Start with p=none (monitor only) for 2-4 weeks. Review aggregate reports to identify legitimate senders and authentication issues. Fix issues, then upgrade to p=quarantine (spam folder) for another month. Finally, set p=reject (block) for maximum protection. Aggressive timeline: p=reject immediately if confident in SPF/DKIM setup. Use pct=10 to test policies on 10% of email before full rollout. Monitor continuously.

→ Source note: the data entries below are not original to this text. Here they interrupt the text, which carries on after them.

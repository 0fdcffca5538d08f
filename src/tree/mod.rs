// bintree-rust/src/tree/mod.rs

pub mod binary_tree;
pub mod types;
mod core_logic;
mod ops;

// Re-export the main BinaryTree struct for easier access
pub use binary_tree::{AtomicTree, BinaryTree, RecordTree};
pub use types::Found;
use crate::error::{BinaryTreeError, Result};
use crate::node::{NodeIdx, Side};

// --- Internal Helper Structs ---

/// Where a lookup walk stopped on a match.
#[derive(Debug, Clone, Copy, PartialEq, Eq)]
pub(super) struct Located {
    pub(super) idx: NodeIdx,
    /// `None` when the match is the root.
    pub(super) parent: Option<(NodeIdx, Side)>,
}

// --- Public API Data Structs ---

/// Result of a multi-key lookup. A single key yields its result directly;
/// any other count yields the ordered list.
#[derive(Debug, Clone, PartialEq)]
pub enum Found<T> {
    One(T),
    Many(Vec<T>),
}

impl<T> Found<T> {
    pub(crate) fn from_results(mut results: Vec<T>) -> Result<Self> {
        match results.len() {
            0 => Err(BinaryTreeError::OperationFailure(
                "No node was passed to the function.".to_string(),
            )),
            1 => Ok(Found::One(results.remove(0))),
            _ => Ok(Found::Many(results)),
        }
    }

    /// The single result, if exactly one key was looked up.
    pub fn one(self) -> Option<T> {
        match self {
            Found::One(value) => Some(value),
            Found::Many(_) => None,
        }
    }

    pub fn into_vec(self) -> Vec<T> {
        match self {
            Found::One(value) => vec![value],
            Found::Many(values) => values,
        }
    }

    pub fn map<U>(self, mut f: impl FnMut(T) -> U) -> Found<U> {
        match self {
            Found::One(value) => Found::One(f(value)),
            Found::Many(values) => Found::Many(values.into_iter().map(f).collect()),
        }
    }
}
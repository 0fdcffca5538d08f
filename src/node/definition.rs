// bintree-rust/src/node/definition.rs

use std::fmt;

use serde::de::DeserializeOwned;
use serde::{Deserialize, Serialize};

use crate::common::{Key, PayloadKind, Record};
use crate::error::{BinaryTreeError, Result};

/// Slot index of a node inside its [`NodeStore`](super::NodeStore).
pub type NodeIdx = u32;

/// Which child slot of a parent a node hangs from.
#[derive(Debug, Clone, Copy, PartialEq, Eq, Serialize, Deserialize)]
pub enum Side {
    Left,
    Right,
}

impl Side {
    /// Direction taken from a node holding `node_key` when walking towards
    /// `key`. Ties go right.
    pub fn towards(key: &Key, node_key: &Key) -> Side {
        if key < node_key {
            Side::Left
        } else {
            Side::Right
        }
    }
}

/// Anything a tree can order. The tree's traversal only ever looks at the
/// sort key, so the same code serves scalars and records.
pub trait Payload: Clone + fmt::Debug + Serialize + DeserializeOwned {
    /// The value used for ordering comparisons.
    fn sort_key(&self) -> &Key;

    /// Checks that this payload may enter a tree of `kind`, returning the
    /// tree's kind after admission (a record tree without a key kind adopts
    /// the record's).
    fn admit(&self, kind: PayloadKind) -> Result<PayloadKind>;
}

impl Payload for Key {
    fn sort_key(&self) -> &Key {
        self
    }

    fn admit(&self, kind: PayloadKind) -> Result<PayloadKind> {
        self.validate()?;
        match kind {
            PayloadKind::Atomic(expected) if expected == self.kind() => Ok(kind),
            PayloadKind::Atomic(expected) => Err(BinaryTreeError::InvalidPayload(format!(
                "expected a {} node, got {}",
                expected, self
            ))),
            PayloadKind::Record(_) => Err(BinaryTreeError::InvalidPayload(format!(
                "a record tree cannot hold the scalar {}",
                self
            ))),
        }
    }
}

impl Payload for Record {
    fn sort_key(&self) -> &Key {
        self.key()
    }

    fn admit(&self, kind: PayloadKind) -> Result<PayloadKind> {
        self.key().validate()?;
        match kind {
            PayloadKind::Record(None) => Ok(PayloadKind::Record(Some(self.key().kind()))),
            PayloadKind::Record(Some(expected)) if expected == self.key().kind() => Ok(kind),
            PayloadKind::Record(Some(expected)) => Err(BinaryTreeError::InvalidPayload(format!(
                "expected a record keyed by {}, got key {}",
                expected,
                self.key()
            ))),
            PayloadKind::Atomic(_) => Err(BinaryTreeError::InvalidPayload(
                "an atomic tree cannot hold records".to_string(),
            )),
        }
    }
}

/// One arena entry: a payload plus its two child references.
#[derive(Serialize, Deserialize, Debug, Clone, PartialEq)]
pub struct Node<P> {
    pub payload: P,
    pub left: Option<NodeIdx>,
    pub right: Option<NodeIdx>,
}

impl<P> Node<P> {
    pub fn leaf(payload: P) -> Self {
        Node {
            payload,
            left: None,
            right: None,
        }
    }

    pub fn child(&self, side: Side) -> Option<NodeIdx> {
        match side {
            Side::Left => self.left,
            Side::Right => self.right,
        }
    }

    pub fn child_mut(&mut self, side: Side) -> &mut Option<NodeIdx> {
        match side {
            Side::Left => &mut self.left,
            Side::Right => &mut self.right,
        }
    }
}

DMARC aggregate reports (rua) are daily XML files showing authentication results for your domain. Contains: sending IPs, SPF/DKIM/DMARC results, message volume, alignment status. Sent to rua= email addresses. Use parsers (dmarcian, Postmark, PowerDMARC) to analyze. Identifies: legitimate servers needing SPF includes, spoofing attempts, misconfigured authentication. Essential for policy enforcement. Enable reports before enforcing strict policies.

Create TXT record at _dmarc.yourdomain.com with generated DMARC policy. Example: _dmarc.example.com TXT "v=DMARC1; p=quarantine; rua=mailto:[email protected]". DNS propagation takes 1-48 hours. Verify: dig TXT _dmarc.example.com or use online validators. Subdomain policy: use sp= tag or separate _dmarc record per subdomain. Update TTL to 300 for testing, increase to 3600+ for production. Monitor reports after deployment.

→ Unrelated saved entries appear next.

// bintree-rust/src/store/mod.rs

pub mod backend;
pub mod dir_store;
pub mod file_io;
pub mod format;
pub mod mem_store;
pub mod persistence;

// Re-export key items for easier access from `crate::store::`
pub use backend::StorageBackend;
pub use dir_store::DirStore;
pub use mem_store::InMemoryStore;
pub use persistence::Persistence;
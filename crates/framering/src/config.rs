use std::time::Duration;

/// Geometry and wait tuning for a [`FrameBuffer`](crate::FrameBuffer).
#[derive(Debug, Clone, Copy)]
pub struct BufferConfig {
    /// Size of each block in bytes.
    pub block_size: usize,
    /// Number of blocks in the ring.
    pub block_count: usize,
    /// Upper bound on a single reader wait slice.
    ///
    /// A safety net against missed wakeups, not a correctness requirement:
    /// a reader that sleeps through a full slice with no progress gives up,
    /// logs, and reports "no data". Healthy operation never hits it.
    ///
    /// Default: 2 seconds.
    pub wait_timeout: Duration,
}

impl BufferConfig {
    /// Default bound on one reader wait slice.
    pub const DEFAULT_WAIT_TIMEOUT: Duration = Duration::from_secs(2);

    /// Creates a configuration for the given ring geometry.
    ///
    /// # Panics
    ///
    /// Panics if `block_size` or `block_count` is zero.
    pub const fn new(block_size: usize, block_count: usize) -> Self {
        assert!(block_size > 0, "block_size must be non-zero");
        assert!(block_count > 0, "block_count must be non-zero");

        Self {
            block_size,
            block_count,
            wait_timeout: Self::DEFAULT_WAIT_TIMEOUT,
        }
    }

    /// Sets the reader wait slice. The bound can be tuned, not removed.
    ///
    /// # Panics
    ///
    /// Panics if `wait_timeout` is zero.
    pub fn with_wait_timeout(mut self, wait_timeout: Duration) -> Self {
        assert!(!wait_timeout.is_zero(), "wait_timeout must be non-zero");
        self.wait_timeout = wait_timeout;
        self
    }
}
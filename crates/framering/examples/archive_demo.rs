//! Minimal archiver pipeline: one acquisition writer, a lossless reserved
//! reader standing in for the disk path, and a lossy reader standing in for
//! a live subscriber.

use framering::{clock, BufferConfig, FrameBuffer};
use std::thread;
use std::time::{Duration, Instant};

const BLOCK_SIZE: usize = 512;
const BLOCK_COUNT: usize = 32;
const BLOCKS_TO_SEND: u64 = 50_000;

fn main() {
    tracing_subscriber::fmt()
        .with_max_level(tracing::Level::INFO)
        .init();

    println!("Framering Archive Demo");
    println!("======================\n");
    println!("Configuration:");
    println!("  Block size:  {} bytes", BLOCK_SIZE);
    println!("  Block count: {}", BLOCK_COUNT);
    println!("  Blocks sent: {}\n", BLOCKS_TO_SEND);

    let buffer = FrameBuffer::new(BufferConfig::new(BLOCK_SIZE, BLOCK_COUNT))
        .expect("block region allocation");
    let mut writer = buffer.writer();

    // The disk path opens the reserved reader: every block must arrive.
    let mut disk_reader = buffer.reader(true);
    let disk = thread::spawn(move || {
        let mut stored = 0u64;
        let mut gaps = 0u64;
        while stored < BLOCKS_TO_SEND {
            match disk_reader.acquire() {
                Some(block) => {
                    // A real archiver writes the block to disk here.
                    assert!(block.release(), "reserved reader never underflows");
                    stored += 1;
                }
                None => gaps += 1,
            }
        }
        (stored, gaps)
    });

    // A live subscriber opens an unreserved reader and tolerates loss.
    let mut live_reader = buffer.reader(false);
    let live_interrupt = live_reader.interrupt_handle();
    let live = thread::spawn(move || {
        let mut seen = 0u64;
        let mut lost_runs = 0u64;
        while live_reader.is_running() {
            match live_reader.acquire() {
                Some(block) => {
                    if block.release() {
                        seen += 1;
                    } else {
                        lost_runs += 1;
                    }
                }
                None => {}
            }
        }
        (seen, lost_runs)
    });

    // Acquisition loop: fill each block in place, commit with a microsecond
    // timestamp, retry when the disk path needs the slot.
    let start = Instant::now();
    let mut back_pressured = 0u64;
    for seq in 0..BLOCKS_TO_SEND {
        loop {
            let mut block = writer.write_block();
            block.as_mut_slice()[..8].copy_from_slice(&seq.to_le_bytes());
            if block.commit(clock::now_micros()) {
                break;
            }
            back_pressured += 1;
            thread::yield_now();
        }
    }
    let elapsed = start.elapsed();

    let (stored, disk_gaps) = disk.join().unwrap();

    thread::sleep(Duration::from_millis(20));
    live_interrupt.interrupt();
    let (live_seen, live_lost_runs) = live.join().unwrap();

    println!("Results:");
    println!("  Elapsed:                {elapsed:?}");
    println!(
        "  Throughput:             {:.1} blocks/s",
        BLOCKS_TO_SEND as f64 / elapsed.as_secs_f64()
    );
    println!("  Disk blocks stored:     {stored} (gap notices: {disk_gaps})");
    println!("  Writer back-pressured:  {back_pressured} times");
    println!("  Live blocks delivered:  {live_seen} (loss events: {live_lost_runs})");
}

DMARC alignment ensures From: header domain matches authenticated domain. Two types: SPF alignment (From vs Return-Path domain), DKIM alignment (From vs DKIM d= domain). Modes: relaxed (subdomains allowed) or strict (exact match). Example: email from [email protected] with SPF authenticated @mail.example.com - relaxed passes, strict fails. Set with aspf=/adkim= tags. Strict mode prevents subdomain spoofing but requires careful configuration.

Forensic reports (ruf) provide individual email samples failing authentication. Contains full headers and redacted body. Privacy concerns: often disabled by receivers. Enable: ruf=mailto:[email protected] in DMARC record. Use for: debugging specific failures, investigating spoofing attempts, validating authentication setup. Format: ruf=mailto:[email protected]; fo=1:d:s (failure options). Store securely - contains email metadata. Consider data protection regulations (GDPR).

Percentage tag (pct) applies DMARC policy to percentage of failing emails. Example: pct=25 applies policy to 25% of failures, rest get p=none treatment. Use for: gradual policy rollout, testing p=reject impact, limiting false positives. Range: 0-100. Default: 100 (all emails). Strategy: start pct=10 with p=quarantine, monitor impact, increase gradually to pct=100. Remove pct tag once at 100. No effect on reporting - all failures reported.

Subdomain policy: add sp= tag for subdomain default policy. Example: v=DMARC1; p=reject; sp=quarantine (strict for root, quarantine for subdomains). Or create specific _dmarc records per subdomain. Wildcard: create _dmarc.*.example.com if DNS provider supports. Unused subdomains: set sp=reject to prevent abuse. Organizational domain policy applies if no subdomain DMARC record exists. Test with email from subdomain before enforcing.